Extracted records:
· · · · ·

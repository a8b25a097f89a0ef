//! Dynamic layer: the full mobile/ownership state at one turn.
//!
//! A [`Snapshot`] only exists fully decoded; the fetch either returns a
//! complete one or an error, so the interpolator can never observe a
//! half-populated turn.
//!
//! Empty vs missing: an empty `trains`/`posts`/`ratings` array is a
//! legitimate state (nobody online, everything destroyed); the *key*
//! being absent means the server sent a truncated layer and is a decode
//! failure.

use std::collections::HashMap;

use observer_shared::{
    error::{DecodeError, FetchError},
    json,
    net::{self, Transport},
    proto::{Action, Layer},
};
use serde::Serialize;
use serde_json::Value;

pub type TrainId = u32;
pub type PostId = u32;
pub type PlayerId = String;

/// A train somewhere along a line.
#[derive(Debug, Clone, PartialEq, Serialize)]
pub struct Train {
    pub idx: TrainId,
    pub line_idx: u32,
    /// Scalar position along the line, `0..=length`.
    pub position: u32,
    pub cooldown: u32,
    pub goods: u32,
    pub goods_capacity: u32,
    /// Sign encodes direction of travel along the line.
    pub speed: i32,
    pub level: i32,
    pub player_idx: PlayerId,
}

impl Train {
    /// Label text for the in-world overlay.
    pub fn summary(&self, owner: Option<&str>) -> String {
        format!(
            "player: {}\ngoods: {}/{}\nlvl: {}",
            owner.unwrap_or(""),
            self.goods,
            self.goods_capacity,
            self.level
        )
    }
}

/// What kind of settlement a post is.
#[derive(Debug, Clone, Copy, PartialEq, Eq, Serialize)]
pub enum PostKind {
    City,
    Market,
    MilitaryStorage,
}

impl PostKind {
    pub fn code(self) -> u32 {
        match self {
            Self::City => 1,
            Self::Market => 2,
            Self::MilitaryStorage => 3,
        }
    }

    pub fn from_code(code: u32) -> Result<Self, DecodeError> {
        match code {
            1 => Ok(Self::City),
            2 => Ok(Self::Market),
            3 => Ok(Self::MilitaryStorage),
            other => Err(DecodeError::BadField {
                field: "type",
                detail: format!("unknown post type {other}"),
            }),
        }
    }
}

/// A stationary post on a point of the map.
#[derive(Debug, Clone, PartialEq, Serialize)]
pub struct Post {
    pub idx: PostId,
    pub kind: PostKind,
    pub armor: u32,
    pub armor_capacity: u32,
    pub level: u32,
    pub population: u32,
    pub population_capacity: u32,
    pub product: u32,
    pub product_capacity: u32,
    pub name: String,
    pub player_idx: PlayerId,
}

impl Post {
    /// Label text for the in-world overlay, per kind.
    pub fn summary(&self, owner: Option<&str>) -> String {
        match self.kind {
            PostKind::City => format!(
                "{}\nplayer: {}\npopulation: {} / {}\nproduct: {} / {}\narmor: {} / {}",
                self.name,
                owner.unwrap_or(""),
                self.population,
                self.population_capacity,
                self.product,
                self.product_capacity,
                self.armor,
                self.armor_capacity
            ),
            PostKind::Market => format!(
                "{}\nproduct: {} / {}",
                self.name, self.product, self.product_capacity
            ),
            PostKind::MilitaryStorage => {
                format!("{}\narmor: {} / {}", self.name, self.armor, self.armor_capacity)
            }
        }
    }
}

/// A participant in the viewed session.
#[derive(Debug, Clone, PartialEq, Serialize)]
pub struct Player {
    pub idx: PlayerId,
    pub name: String,
    pub rating: u32,
}

/// The dynamic layer at one turn.
#[derive(Debug, Clone)]
pub struct Snapshot {
    pub turn: u32,
    pub trains: HashMap<TrainId, Train>,
    pub posts: HashMap<PostId, Post>,
    pub players: HashMap<PlayerId, Player>,
}

/// Fetches the dynamic layer for `turn`: positions the server's turn
/// cursor, then requests the DYNAMIC map layer.
pub async fn fetch<T: Transport + ?Sized>(
    transport: &mut T,
    turn: u32,
) -> Result<Snapshot, FetchError> {
    let payload = serde_json::json!({ "idx": turn });
    transport.send(Action::Turn, Some(&payload)).await?;
    let ack = transport.receive().await?;
    ack.ok()?;

    let body = net::request_layer(transport, Layer::Dynamic).await?;
    Ok(decode_layer(turn, &body)?)
}

/// Decodes a dynamic-layer body into a snapshot tagged with `turn`.
pub fn decode_layer(turn: u32, body: &Value) -> Result<Snapshot, DecodeError> {
    let mut trains = HashMap::new();
    for value in json::get_array(body, "trains")? {
        let train = decode_train(value)?;
        trains.insert(train.idx, train);
    }

    let mut posts = HashMap::new();
    for value in json::get_array(body, "posts")? {
        let post = decode_post(value)?;
        posts.insert(post.idx, post);
    }

    let mut players = HashMap::new();
    for value in json::get_array(body, "ratings")? {
        let player = decode_player(value)?;
        players.insert(player.idx.clone(), player);
    }

    Ok(Snapshot {
        turn,
        trains,
        posts,
        players,
    })
}

fn decode_train(value: &Value) -> Result<Train, DecodeError> {
    Ok(Train {
        idx: json::get(value, "idx")?,
        line_idx: json::get(value, "line_idx")?,
        position: json::get(value, "position")?,
        cooldown: json::get(value, "cooldown")?,
        goods: json::get(value, "goods")?,
        goods_capacity: json::get(value, "goods_capacity")?,
        speed: json::get(value, "speed")?,
        level: json::get(value, "level")?,
        player_idx: json::get(value, "player_idx")?,
    })
}

fn decode_post(value: &Value) -> Result<Post, DecodeError> {
    Ok(Post {
        idx: json::get(value, "idx")?,
        kind: PostKind::from_code(json::get(value, "type")?)?,
        armor: json::get(value, "armor")?,
        armor_capacity: json::get(value, "armor_capacity")?,
        level: json::get(value, "level")?,
        population: json::get(value, "population")?,
        population_capacity: json::get(value, "population_capacity")?,
        product: json::get(value, "product")?,
        product_capacity: json::get(value, "product_capacity")?,
        name: json::get(value, "name")?,
        player_idx: json::get(value, "player_idx")?,
    })
}

fn decode_player(value: &Value) -> Result<Player, DecodeError> {
    Ok(Player {
        idx: json::get(value, "idx")?,
        name: json::get(value, "name")?,
        rating: json::get(value, "rating")?,
    })
}

#[cfg(test)]
mod tests {
    use super::*;
    use serde_json::json;

    fn full_layer() -> Value {
        json!({
            "trains": [{
                "idx": 5, "line_idx": 1, "position": 50, "cooldown": 0,
                "goods": 3, "goods_capacity": 40, "speed": 1, "level": 1,
                "player_idx": "p1",
            }],
            "posts": [{
                "idx": 10, "type": 1, "armor": 2, "armor_capacity": 200,
                "level": 1, "population": 8, "population_capacity": 20,
                "product": 30, "product_capacity": 200, "name": "Minsk",
                "player_idx": "p1",
            }],
            "ratings": [{"idx": "p1", "name": "Alice", "rating": 120}],
        })
    }

    #[test]
    fn decodes_all_three_entity_kinds() {
        let snap = decode_layer(7, &full_layer()).unwrap();
        assert_eq!(snap.turn, 7);

        let train = &snap.trains[&5];
        assert_eq!(train.line_idx, 1);
        assert_eq!(train.speed, 1);
        assert_eq!(train.player_idx, "p1");

        let post = &snap.posts[&10];
        assert_eq!(post.kind, PostKind::City);
        assert_eq!(post.name, "Minsk");

        assert_eq!(snap.players["p1"].rating, 120);
    }

    #[test]
    fn empty_arrays_are_valid() {
        let body = json!({"trains": [], "posts": [], "ratings": []});
        let snap = decode_layer(0, &body).unwrap();
        assert!(snap.trains.is_empty());
        assert!(snap.posts.is_empty());
        assert!(snap.players.is_empty());
    }

    #[test]
    fn missing_trains_key_is_decode_error() {
        let mut body = full_layer();
        body.as_object_mut().unwrap().remove("trains");
        assert!(matches!(
            decode_layer(0, &body),
            Err(DecodeError::MissingField { field: "trains" })
        ));
    }

    #[test]
    fn missing_posts_key_is_decode_error() {
        let mut body = full_layer();
        body.as_object_mut().unwrap().remove("posts");
        assert!(matches!(
            decode_layer(0, &body),
            Err(DecodeError::MissingField { field: "posts" })
        ));
    }

    #[test]
    fn missing_ratings_key_is_decode_error() {
        let mut body = full_layer();
        body.as_object_mut().unwrap().remove("ratings");
        assert!(matches!(
            decode_layer(0, &body),
            Err(DecodeError::MissingField { field: "ratings" })
        ));
    }

    #[test]
    fn unknown_post_type_is_decode_error() {
        let mut body = full_layer();
        body["posts"][0]["type"] = json!(9);
        assert!(matches!(
            decode_layer(0, &body),
            Err(DecodeError::BadField { field: "type", .. })
        ));
    }

    #[test]
    fn summaries_follow_post_kind() {
        let snap = decode_layer(0, &full_layer()).unwrap();
        let post = &snap.posts[&10];
        let text = post.summary(Some("Alice"));
        assert!(text.contains("Minsk"));
        assert!(text.contains("population: 8 / 20"));

        let market = Post {
            kind: PostKind::Market,
            ..post.clone()
        };
        let text = market.summary(None);
        assert!(text.contains("product: 30 / 200"));
        assert!(!text.contains("population"));
    }
}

· · · · ·

Problem statement:
For every line in the data above that holds "Alice", return the line itself.

Result for this task:
            "ratings": [{"idx": "p1", "name": "Alice", "rating": 120}],
        let text = post.summary(Some("Alice"));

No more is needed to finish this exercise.